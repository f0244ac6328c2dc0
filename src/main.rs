use std::process::ExitCode;
use std::thread;
use std::time::Duration;
use task_reminder::app::App;
use task_reminder::config::Config;
use task_reminder::models::{AuthState, LocalId, StatusFilter, ViewKind};
use task_reminder::{logging, runtime};

const TICK: Duration = Duration::from_millis(100);
const USAGE: &str = "usage: task-reminder <status|login|logout|list [today|week|month] [--done|--all]|add <text>|done <local-id>|select <database-id>>";

enum Command {
    Status,
    Login,
    Logout,
    List(ViewKind, StatusFilter),
    Add(String),
    Done(LocalId),
    Select(String),
}

impl Command {
    fn parse(args: &[String]) -> Option<Command> {
        let (name, rest) = args.split_first()?;
        let command = match name.as_str() {
            "status" => Command::Status,
            "login" => Command::Login,
            "logout" => Command::Logout,
            "list" => {
                let mut view = ViewKind::Today;
                let mut filter = StatusFilter::Open;
                for arg in rest {
                    match arg.as_str() {
                        "--done" => filter = StatusFilter::Done,
                        "--all" => filter = StatusFilter::All,
                        other => view = ViewKind::parse(other)?,
                    }
                }
                Command::List(view, filter)
            }
            "add" if !rest.is_empty() => Command::Add(rest.join(" ")),
            "done" => Command::Done(LocalId::from_remote(rest.first()?)),
            "select" => Command::Select(rest.first()?.clone()),
            _ => return None,
        };
        Some(command)
    }
}

fn main() -> ExitCode {
    let config = Config::load();
    logging::init(&config.logging.level);

    let args: Vec<String> = std::env::args().skip(1).collect();
    let Some(command) = Command::parse(&args) else {
        eprintln!("{USAGE}");
        return ExitCode::from(2);
    };

    let mut app = App::new(config);
    app.start();
    let result = run(&mut app, command);
    if let Some(message) = app.toast_message.take() {
        eprintln!("{message}");
    }
    match result {
        Ok(()) => ExitCode::SUCCESS,
        Err(message) => {
            eprintln!("{message}");
            ExitCode::FAILURE
        }
    }
}

fn run(app: &mut App, command: Command) -> Result<(), String> {
    match command {
        Command::Status => {
            print_status(app);
            Ok(())
        }
        Command::Login => {
            if app.auth_state() == AuthState::Success {
                println!("Already linked: {}", app.workspace_url().unwrap_or_default());
                return Ok(());
            }
            app.login().map_err(|e| e.to_string())?;
            println!("Complete the authorization in your browser...");
            drive(app, |app| !app.handshake.is_polling());
            print_status(app);
            Ok(())
        }
        Command::Logout => app.logout().map_err(|e| e.to_string()),
        Command::List(view, filter) => {
            require_task_list(app)?;
            app.change_view(view, filter);
            drive(app, |app| !app.is_busy());
            for task in app.tasks() {
                let mark = if task.status.is_done() { "x" } else { " " };
                println!("[{mark}] {:>3}% {}  ({})", task.weight, task.content, task.local_id);
            }
            Ok(())
        }
        Command::Add(content) => {
            require_task_list(app)?;
            let local_id = app.add_task(&content).ok_or("Nothing to add.")?;
            drive(app, |app| !app.is_busy());
            match app.tasks().iter().find(|task| task.local_id == local_id) {
                Some(task) => {
                    println!("{}", task.remote_id.as_deref().unwrap_or(local_id.as_str()));
                    Ok(())
                }
                None => Err("Task was not saved.".to_string()),
            }
        }
        Command::Done(local_id) => {
            require_task_list(app)?;
            app.complete_task(&local_id).map_err(|e| e.to_string())?;
            drive(app, |app| !app.is_busy());
            Ok(())
        }
        Command::Select(database_id) => {
            app.select_database(&database_id).map_err(|e| e.to_string())?;
            drive(app, |app| !app.is_busy());
            print_status(app);
            Ok(())
        }
    }
}

/// Waits for the initial load so later commands see the remote list.
fn require_task_list(app: &mut App) -> Result<(), String> {
    if app.engine.is_none() {
        return Err(match app.auth_state() {
            AuthState::Success => "Select a Notion database first.".to_string(),
            _ => "Not linked to Notion. Run `task-reminder login`.".to_string(),
        });
    }
    drive(app, |app| !app.is_busy());
    if app.engine.is_none() {
        return Err("Notion session expired. Run `task-reminder login`.".to_string());
    }
    Ok(())
}

fn drive(app: &mut App, done: impl Fn(&App) -> bool) {
    loop {
        runtime::tick(app);
        if done(app) {
            break;
        }
        thread::sleep(TICK);
    }
}

fn print_status(app: &App) {
    println!("state: {}", app.auth_state());
    if let Some(credential) = app.guard.current() {
        if let Some(name) = credential.workspace_name.as_deref() {
            println!("workspace: {name}");
        }
        if let Some(user) = credential.owner_name() {
            println!("user: {user}");
        }
        println!(
            "database: {}",
            credential.database_id.as_deref().unwrap_or("(not selected)")
        );
    }
    if let Some(url) = app.workspace_url() {
        println!("open: {url}");
    }
}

┄┄┄┄┄┄

#### TASK
Make sure that every entry above is copied out exactly as it stands.

#### EXERCISE SOLUTION
repository f0244ac6328c2dc0
filename src/main.rs
use std::process::ExitCode;
use std::thread;
use std::time::Duration;
use task_reminder::app::App;
use task_reminder::config::Config;
use task_reminder::models::{AuthState, LocalId, StatusFilter, ViewKind};
use task_reminder::{logging, runtime};

const TICK: Duration = Duration::from_millis(100);
const USAGE: &str = "usage: task-reminder <status|login|logout|list [today|week|month] [--done|--all]|add <text>|done <local-id>|select <database-id>>";

enum Command {
    Status,
    Login,
    Logout,
    List(ViewKind, StatusFilter),
    Add(String),
    Done(LocalId),
    Select(String),
}

impl Command {
    fn parse(args: &[String]) -> Option<Command> {
        let (name, rest) = args.split_first()?;
        let command = match name.as_str() {
            "status" => Command::Status,
            "login" => Command::Login,
            "logout" => Command::Logout,
            "list" => {
                let mut view = ViewKind::Today;
                let mut filter = StatusFilter::Open;
                for arg in rest {
                    match arg.as_str() {
                        "--done" => filter = StatusFilter::Done,
                        "--all" => filter = StatusFilter::All,
                        other => view = ViewKind::parse(other)?,
                    }
                }
                Command::List(view, filter)
            }
            "add" if !rest.is_empty() => Command::Add(rest.join(" ")),
            "done" => Command::Done(LocalId::from_remote(rest.first()?)),
            "select" => Command::Select(rest.first()?.clone()),
            _ => return None,
        };
        Some(command)
    }
}

fn main() -> ExitCode {
    let config = Config::load();
    logging::init(&config.logging.level);

    let args: Vec<String> = std::env::args().skip(1).collect();
    let Some(command) = Command::parse(&args) else {
        eprintln!("{USAGE}");
        return ExitCode::from(2);
    };

    let mut app = App::new(config);
    app.start();
    let result = run(&mut app, command);
    if let Some(message) = app.toast_message.take() {
        eprintln!("{message}");
    }
    match result {
        Ok(()) => ExitCode::SUCCESS,
        Err(message) => {
            eprintln!("{message}");
            ExitCode::FAILURE
        }
    }
}

fn run(app: &mut App, command: Command) -> Result<(), String> {
    match command {
        Command::Status => {
            print_status(app);
            Ok(())
        }
        Command::Login => {
            if app.auth_state() == AuthState::Success {
                println!("Already linked: {}", app.workspace_url().unwrap_or_default());
                return Ok(());
            }
            app.login().map_err(|e| e.to_string())?;
            println!("Complete the authorization in your browser...");
            drive(app, |app| !app.handshake.is_polling());
            print_status(app);
            Ok(())
        }
        Command::Logout => app.logout().map_err(|e| e.to_string()),
        Command::List(view, filter) => {
            require_task_list(app)?;
            app.change_view(view, filter);
            drive(app, |app| !app.is_busy());
            for task in app.tasks() {
                let mark = if task.status.is_done() { "x" } else { " " };
                println!("[{mark}] {:>3}% {}  ({})", task.weight, task.content, task.local_id);
            }
            Ok(())
        }
        Command::Add(content) => {
            require_task_list(app)?;
            let local_id = app.add_task(&content).ok_or("Nothing to add.")?;
            drive(app, |app| !app.is_busy());
            match app.tasks().iter().find(|task| task.local_id == local_id) {
                Some(task) => {
                    println!("{}", task.remote_id.as_deref().unwrap_or(local_id.as_str()));
                    Ok(())
                }
                None => Err("Task was not saved.".to_string()),
            }
        }
        Command::Done(local_id) => {
            require_task_list(app)?;
            app.complete_task(&local_id).map_err(|e| e.to_string())?;
            drive(app, |app| !app.is_busy());
            Ok(())
        }
        Command::Select(database_id) => {
            app.select_database(&database_id).map_err(|e| e.to_string())?;
            drive(app, |app| !app.is_busy());
            print_status(app);
            Ok(())
        }
    }
}

/// Waits for the initial load so later commands see the remote list.
fn require_task_list(app: &mut App) -> Result<(), String> {
    if app.engine.is_none() {
        return Err(match app.auth_state() {
            AuthState::Success => "Select a Notion database first.".to_string(),
            _ => "Not linked to Notion. Run `task-reminder login`.".to_string(),
        });
    }
    drive(app, |app| !app.is_busy());
    if app.engine.is_none() {
        return Err("Notion session expired. Run `task-reminder login`.".to_string());
    }
    Ok(())
}

fn drive(app: &mut App, done: impl Fn(&App) -> bool) {
    loop {
        runtime::tick(app);
        if done(app) {
            break;
        }
        thread::sleep(TICK);
    }
}

fn print_status(app: &App) {
    println!("state: {}", app.auth_state());
    if let Some(credential) = app.guard.current() {
        if let Some(name) = credential.workspace_name.as_deref() {
            println!("workspace: {name}");
        }
        if let Some(user) = credential.owner_name() {
            println!("user: {user}");
        }
        println!(
            "database: {}",
            credential.database_id.as_deref().unwrap_or("(not selected)")
        );
    }
    if let Some(url) = app.workspace_url() {
        println!("open: {url}");
    }
}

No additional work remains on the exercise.